A man of exact timing. A man of restraint. A man who understood the use of perfect silence, even in his solos.

[© In A Silent Way (1969) ]

A man deeply introspective and ruminative. An ear for music.

Miles Davis was watching Monk that 'quiet night'; all ears, 'in a silent way'.

[© The Man I Love (1954) ]

AND EVERY OTHER MEMBER of that audience, including collegians, were all busy;

STARING...AT MILES!

[© We Want Miles (1991) ]

In vintage thespian art ( or acting ), they call it 'Presence'.

In prime-time hollywood, an alternative name is 'Star Quality'.

And you couldn't miss it, even from a thousand miles!

"He was like a sponge. He absorbed EVERYTHING around him.

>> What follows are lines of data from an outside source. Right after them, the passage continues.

//! Renders feed warnings into the fixed-schema exchange document.

use chrono::{DateTime, Datelike, Utc};
use quick_xml::escape::escape;
use thiserror::Error;

use crate::models::{Geometry, GeometryError, Position, RawWarning};

pub const IDENTIFIER_PREFIX: &str = "NW.FI.FTA.L";
pub const UNKNOWN_CATEGORY: &str = "[UNKNOWN]";

const DATE_FORMAT: &str = "%Y-%m-%d";
const TIME_FORMAT: &str = "%H:%M:%SZ";

// Fixed envelope around Nordic waters, "lat lon".
const LOWER_CORNER: &str = "-6.0000 40.0000";
const UPPER_CORNER: &str = "45.0000 65.0000";

#[derive(Debug, Error)]
pub enum BuildError {
    #[error(transparent)]
    Geometry(#[from] GeometryError),
    #[error("stored payload of warning {id} is unreadable: {source}")]
    StoredPayload {
        id: i64,
        source: serde_json::Error,
    },
}

/// `"<prefix>.<id>.<yy>"`.
pub fn warning_identifier(id: i64, year: i32) -> String {
    format!("{}.{}.{}", IDENTIFIER_PREFIX, id, two_digit_year(year))
}

fn two_digit_year(year: i32) -> String {
    format!("{:02}", year.rem_euclid(100))
}

/// Feed positions are `[lon, lat]`; the document wants space separated
/// `lat lon` pairs. Polygons contribute their outer ring only.
pub fn gml_coordinates(geometry: &Geometry) -> String {
    match geometry {
        Geometry::Point(p) => p.to_gml(),
        Geometry::LineString(line) => join_positions(line),
        Geometry::Polygon(rings) => rings.first().map(|r| join_positions(r)).unwrap_or_default(),
    }
}

fn join_positions(positions: &[Position]) -> String {
    positions
        .iter()
        .map(|p| p.to_gml())
        .collect::<Vec<_>>()
        .join(" ")
}

pub fn warning_category(type_en: &str) -> &'static str {
    match type_en.trim() {
        "NAVIGATIONAL WARNING" => "local",
        "COASTAL" | "NAVTEX COASTAL" => "coastal",
        _ => UNKNOWN_CATEGORY,
    }
}

/// Date part of an ISO-8601 timestamp: everything before the `T`.
fn date_part(iso: &str) -> &str {
    iso.split('T').next().unwrap_or(iso)
}

/// Escapes text for embedding as XML character data, dropping characters
/// XML 1.0 cannot carry at all.
pub fn xml_text(text: &str) -> String {
    let valid: String = text
        .chars()
        .filter(|&c| matches!(c, '\t' | '\n' | '\r') || (c >= '\u{20}' && c != '\u{FFFE}' && c != '\u{FFFF}'))
        .collect();
    escape(valid.as_str()).into_owned()
}

/// Field values substituted into the document.
#[derive(Debug, Clone, PartialEq)]
struct DocumentFields {
    id: String,
    warning_number: String,
    year: String,
    general_area: String,
    geometry: Geometry,
    creation_date: String,
    publishing_date: String,
    validity_start_date: String,
    validity_start_time: String,
    expiry: Option<(String, String)>,
    title: String,
    subject: String,
    category: &'static str,
}

impl DocumentFields {
    fn collect(warning: &RawWarning, area: &str, now: DateTime<Utc>) -> Result<Self, BuildError> {
        let geometry = Geometry::parse(&warning.geometry)?;
        let creation_date = match &warning.creation_time {
            Some(created) => date_part(created).to_string(),
            None => now.format(DATE_FORMAT).to_string(),
        };

        Ok(Self {
            id: warning_identifier(warning.id, now.year()),
            warning_number: warning.number.map(|n| n.to_string()).unwrap_or_default(),
            year: two_digit_year(now.year()),
            general_area: xml_text(area),
            geometry,
            creation_date,
            publishing_date: date_part(&warning.publishing_time).to_string(),
            validity_start_date: now.format(DATE_FORMAT).to_string(),
            validity_start_time: now.format(TIME_FORMAT).to_string(),
            expiry: None,
            title: xml_text(&warning.location_en),
            subject: xml_text(&warning.contents_en),
            category: warning_category(&warning.type_en),
        })
    }

    /// Validity start and identifier come from the original creation moment,
    /// expiry from `now`.
    fn expired(mut self, created: DateTime<Utc>, id: i64, now: DateTime<Utc>) -> Self {
        self.id = warning_identifier(id, created.year());
        self.year = two_digit_year(created.year());
        self.validity_start_date = created.format(DATE_FORMAT).to_string();
        self.validity_start_time = created.format(TIME_FORMAT).to_string();
        self.expiry = Some((
            now.format(DATE_FORMAT).to_string(),
            now.format(TIME_FORMAT).to_string(),
        ));
        self
    }
}

/// Document for a warning currently present in the feed.
pub fn build(warning: &RawWarning, area: &str, now: DateTime<Utc>) -> Result<String, BuildError> {
    let fields = DocumentFields::collect(warning, area, now)?;
    Ok(render(&fields))
}

/// Document for a warning that has disappeared from the feed. `created` is
/// the stored creation time of the record.
pub fn build_expired(
    warning: &RawWarning,
    area: &str,
    created: DateTime<Utc>,
    now: DateTime<Utc>,
) -> Result<String, BuildError> {
    let fields = DocumentFields::collect(warning, area, now)?.expired(created, warning.id, now);
    Ok(render(&fields))
}

fn render_geometry(fields: &DocumentFields) -> String {
    let coords = gml_coordinates(&fields.geometry);
    let gid = format!("G.{}.1", fields.id);
    match fields.geometry {
        Geometry::Point(_) => format!(
            r#"<S100:pointProperty>
            <S100:Point gml:id="{gid}" srsName="EPSG:4326">
              <gml:pos>{coords}</gml:pos>
            </S100:Point>
          </S100:pointProperty>"#
        ),
        Geometry::LineString(_) => format!(
            r#"<S100:curveProperty>
            <S100:Curve gml:id="{gid}" srsName="EPSG:4326">
              <gml:segments>
                <gml:LineStringSegment>
                  <gml:posList>{coords}</gml:posList>
                </gml:LineStringSegment>
              </gml:segments>
            </S100:Curve>
          </S100:curveProperty>"#
        ),
        Geometry::Polygon(_) => format!(
            r#"<S100:surfaceProperty>
            <S100:Surface gml:id="{gid}" srsName="EPSG:4326">
              <gml:patches>
                <gml:PolygonPatch>
                  <gml:exterior>
                    <gml:LinearRing>
                      <gml:posList>{coords}</gml:posList>
                    </gml:LinearRing>
                  </gml:exterior>
                </gml:PolygonPatch>
              </gml:patches>
            </S100:Surface>
          </S100:surfaceProperty>"#
        ),
    }
}

fn render(fields: &DocumentFields) -> String {
    let id = &fields.id;
    let (time_end, date_end) = match &fields.expiry {
        Some((date, time)) => (
            format!("\n          <timeOfDayEnd>{time}</timeOfDayEnd>"),
            format!("\n          <dateEnd><date>{date}</date></dateEnd>"),
        ),
        None => (String::new(), String::new()),
    };
    let geometry = render_geometry(fields);

    format!(
        r##"<?xml version="1.0" encoding="UTF-8"?>
<S124:DataSet xmlns:S124="http://www.iho.int/S124/gml/1.0" xmlns:S100="http://www.iho.int/s100gml/1.0" xmlns:gml="http://www.opengis.net/gml/3.2" xmlns:xlink="http://www.w3.org/1999/xlink" gml:id="DS.{id}">
  <gml:boundedBy>
    <gml:Envelope srsName="EPSG:4326">
      <gml:lowerCorner>{lower}</gml:lowerCorner>
      <gml:upperCorner>{upper}</gml:upperCorner>
    </gml:Envelope>
  </gml:boundedBy>
  <imember>
    <S124:S124_NWPreamble gml:id="PR.{id}">
      <id>urn:mrn:s124:{id}</id>
      <messageSeriesIdentifier>
        <NameOfSeries>Finnish Nautical Warning</NameOfSeries>
        <typeOfWarning>{category}</typeOfWarning>
        <warningNumber>{number}</warningNumber>
        <year>{year}</year>
        <productionAgency>
          <language>eng</language>
          <text>Finnish Transport Infrastructure Agency</text>
        </productionAgency>
        <country>FI</country>
      </messageSeriesIdentifier>
      <sourceDate>{creation_date}</sourceDate>
      <publicationTime>{publishing_date}</publicationTime>
      <generalArea>{area}</generalArea>
      <locality>
        <text>{title}</text>
      </locality>
      <title>
        <text>{title}</text>
      </title>
      <fixedDateRange>
          <timeOfDayStart>{time_start}</timeOfDayStart>{time_end}
          <dateStart><date>{date_start}</date></dateStart>{date_end}
      </fixedDateRange>
      <theWarningPart xlink:href="#NW.{id}.1"/>
    </S124:S124_NWPreamble>
  </imember>
  <member>
    <S124:S124_NavigationalWarningPart gml:id="NW.{id}.1">
      <id>urn:mrn:s124:{id}.1</id>
      <geometry>
          {geometry}
      </geometry>
      <geometryType>{geometry_type}</geometryType>
      <Subject>
        <language>eng</language>
        <text>{subject}</text>
      </Subject>
      <header xlink:href="#PR.{id}"/>
    </S124:S124_NavigationalWarningPart>
  </member>
</S124:DataSet>
"##,
        lower = LOWER_CORNER,
        upper = UPPER_CORNER,
        category = fields.category,
        number = fields.warning_number,
        year = fields.year,
        creation_date = fields.creation_date,
        publishing_date = fields.publishing_date,
        area = fields.general_area,
        title = fields.title,
        time_start = fields.validity_start_time,
        date_start = fields.validity_start_date,
        geometry_type = fields.geometry.type_name(),
        subject = fields.subject,
    )
}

He was young, talented, and beautiful and I believed that he'd be famous", reminisces his first wife.

Miles was arguably the MOST PHOTOGRAPHED Jazz Musical Act in the WORLD, at the time.

He captured the attention and imagination of that section of the music-loving public to which he most appealed: 

Perhaps like Borgerton or better still, Frank Sinatra.

In fact, what any audience could see was Miles Davis 'Projecting the IMAGE'!

Attitude. The RIGHT Attitude.

To sound. To jazz. To Music.

"Anybody can play. The note is only 20 percent. The ATTITUDE of the motherf*cker who plays it is 80 percent", Miles charges us.


MILES CAME FROM a wealthy parental background. But f*ck it!, he'd say.

He drove fast, sporty cars: Ferraris and Lamborghinis. Forget about it, too.

He wore Brook Brothers Suits and Penny Loafers. But that was not it, anyway.

[© Aura (1990) ]

Flamboyant public persona. Stage charisma!

Volatile. Maybe sometimes arrogant. So What ?

And all of these he put aside when it came to jazz.

When it came to the question of 'Attitude', Miles Davis was fiercely uncompromising.

Davis brought his focussed Eye, and his attentive Ear, and his Skilful Hand to bear;

Whenever the occasion was Jazz...and Music...and Art.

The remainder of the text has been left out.